Fino ad oggi, molti sistemi artificiali, costituiti da involucri di varia natura contenenti miscele chimicamente attive, capaci in qualche caso di replicarsi, sono stati prodotti in un numeroso stuolo. Possiamo chiamare questi involucri bioreattori, e certamente sono molto utili tanto per capire come funziona la biologia di base, quanto per studiare possibili modi futuri di ottimizzare la produzione di diversi composti utili - dai farmaci, agli alimenti ed altre molecole utili, fino ad arrivare ai biocarburanti.

Tuttavia, si tratta sempre, invariabilmente, di sistemi artificiali con una complessità interna ben al di sotto anche della più semplice cellula batterica; manca, cioè, la complicata architettura interna di ogni cellula, e si è ottenuto poco più di un reattore miniaturizzato, includente una soluzione chimica attiva, più o meno capace di scambiare con l’esterno reagenti e prodotti, ma priva di ogni architettura molecolare complessa tipica delle cellule viventi.

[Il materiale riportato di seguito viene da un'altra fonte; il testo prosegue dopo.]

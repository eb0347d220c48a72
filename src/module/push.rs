use std::sync::Arc;
use std::time::Duration;

use async_trait::async_trait;
use reqwest::Method;
use serde::Serialize;
use serde_json::Value;

use super::ExecuteResult;
use super::JobPayload;
use super::Module;
use crate::http_client::ResilientHttpClient;

const TIMEOUT: Duration = Duration::from_secs(10);

#[derive(Serialize)]
struct SendPushRequest<'a> {
    to: &'a str,
    title: &'a str,
    body: &'a str,
    data: &'a Value,
}

pub struct PushModule {
    http: Arc<ResilientHttpClient>,
}

impl PushModule {
    pub fn new(http: Arc<ResilientHttpClient>) -> Self {
        Self { http }
    }
}

#[async_trait]
impl Module for PushModule {
    #[tracing::instrument(skip(self, payload, config), fields(to = %payload.to))]
    async fn execute(&self, payload: &JobPayload, config: &Value) -> ExecuteResult {
        let start = std::time::Instant::now();
        let Some(base_url) = config.get("base_url").and_then(Value::as_str) else {
            return ExecuteResult {
                success: false,
                provider_message_id: None,
                error: Some("send_config missing base_url".into()),
                latency: start.elapsed(),
            };
        };
        let token = config.get("auth_token").and_then(Value::as_str).unwrap_or_default();
        let empty = Value::Null;
        let body = SendPushRequest {
            to: &payload.to,
            title: payload.title.as_deref().unwrap_or_default(),
            body: payload.body.as_deref().unwrap_or_default(),
            data: payload.data.as_ref().unwrap_or(&empty),
        };
        let Ok(body) = serde_json::to_string(&body) else {
            return ExecuteResult {
                success: false,
                provider_message_id: None,
                error: Some("failed to encode push payload".into()),
                latency: start.elapsed(),
            };
        };

        let outcome = self
            .http
            .request(
                Method::POST,
                &format!("{base_url}/push"),
                &[
                    ("Authorization".to_string(), format!("Bearer {token}")),
                    ("Content-Type".to_string(), "application/json".to_string()),
                ],
                Some(body),
                TIMEOUT,
            )
            .await;

        let provider_message_id = outcome
            .success
            .then(|| outcome.body.as_deref())
            .flatten()
            .and_then(|b| serde_json::from_str::<Value>(b).ok())
            .and_then(|v| v.get("messageId").and_then(Value::as_str).map(str::to_string));

        ExecuteResult {
            success: outcome.success,
            provider_message_id,
            error: outcome.error,
            latency: start.elapsed(),
        }
    }
}
pub mod aggregate_service;
pub mod chart_service;
pub mod cost_service;
pub mod trend_service;
pub mod validation_service;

Un nuovo lavoro, da poco pubblicato su PNAS, compie un passo decisivo verso la costruzione dei primi sistemi artificiali che potremmo chiamare cellule sintetiche. Grazie ad una semplificazione procedurale notevole, gli autori sono riusciti ad ottenere infatti vescicole contenenti al loro interno altri compartimenti membranosi, proprio come avviene nelle nostre cellule. Inoltre, sono riusciti a porre selettivamente all’interno di un compartimento informazione genetica funzionante, così da poter codificare per qualunque proteina di interesse; a tutti gli effetti, hanno imitato la funzione del nucleo di una cellula, quale contenitore del DNA codificante.

         

 

In aggiunta, sono riusciti a fare in modo che la vescicola “nucleo” interna alla cellula artificiale, e solo quella, fosse dotata di opportuni “pori nucleari”, costituiti da un’apposita proteina di membrana, anche in questo caso imitando il nucleo delle cellule viventi. Hanno quindi fatto sintetizzare nel “nucleo” del loro sistema artificiale (contrariamente a quanto avviene nelle cellule viventi) un particolare enzima, in grado di reagire con un certo substrato presente nella cellula artificiale, ma solo al di fuori del nucleo. Il prodotto della reazione è di colore blu; e così, i ricercatori sono stati in grado di dimostrare che solo se erano presenti i “pori nucleari” si produceva il blu, che veniva prodotto solo fuori dal nucleo quando l’apposito enzima ivi sintetizzato diffondeva verso l’esterno.

Fermiamoci un attimo a riflettere su questi risultati.

I ricercatori hanno ottenuto un’architettura funzionante, con un nucleo capace di trasportare informazione codificante per qualsiasi voglia enzima, e con una struttura complessa, in grado di controllare il flusso di informazione e prodotti dal nucleo stesso al “citoplasma” artificiale, ove avvengono ulteriori e diverse reazioni. Il tutto utilizzando “pezzi” costituiti tanto da macromolecole biologiche quanto da componenti del tutto diversi da quelli che si trovano negli esseri viventi (per costruire membrane e “citoplasma”. Siamo all’inizio, perché questo sistema, tanto per cominciare, non ha un metabolismo su cui sostenersi, non è in grado di riprodursi e non può trasmettere informazione genetica in grado di mutare nel tempo.

Tuttavia, la versatilità che si intravede in termini di proteine sintetizzabili e soprattutto la capacità dimostrata di costruire “organelli” in un sistema artificiale costituiscono un notevole passo avanti rispetto ai bioreattori precedenti; inoltre, è notevole il fatto che sia possibile ottenere “cellule artificiali” strutturate al loro interno con poco più di una semplice ultracentrifuga di laboratorio. Siccome poi i più semplici bioreattori precedentemente ottenuti, in qualche caso, sono già stati in grado di replicarsi e di replicare un semplice codice genetico di RNA al loro interno, è possibile cominciare ad intravedere i successivi passi ricombinando risultati che provengono da gruppi diversi della vivace comunità al lavoro sulla “cellula artificiale”. Sarà interessante vedere se arriveremo prima a riprodurre una cellula a partire da zero, oppure a capire come essa si è potuta spontaneamente originare sul nostro pianeta.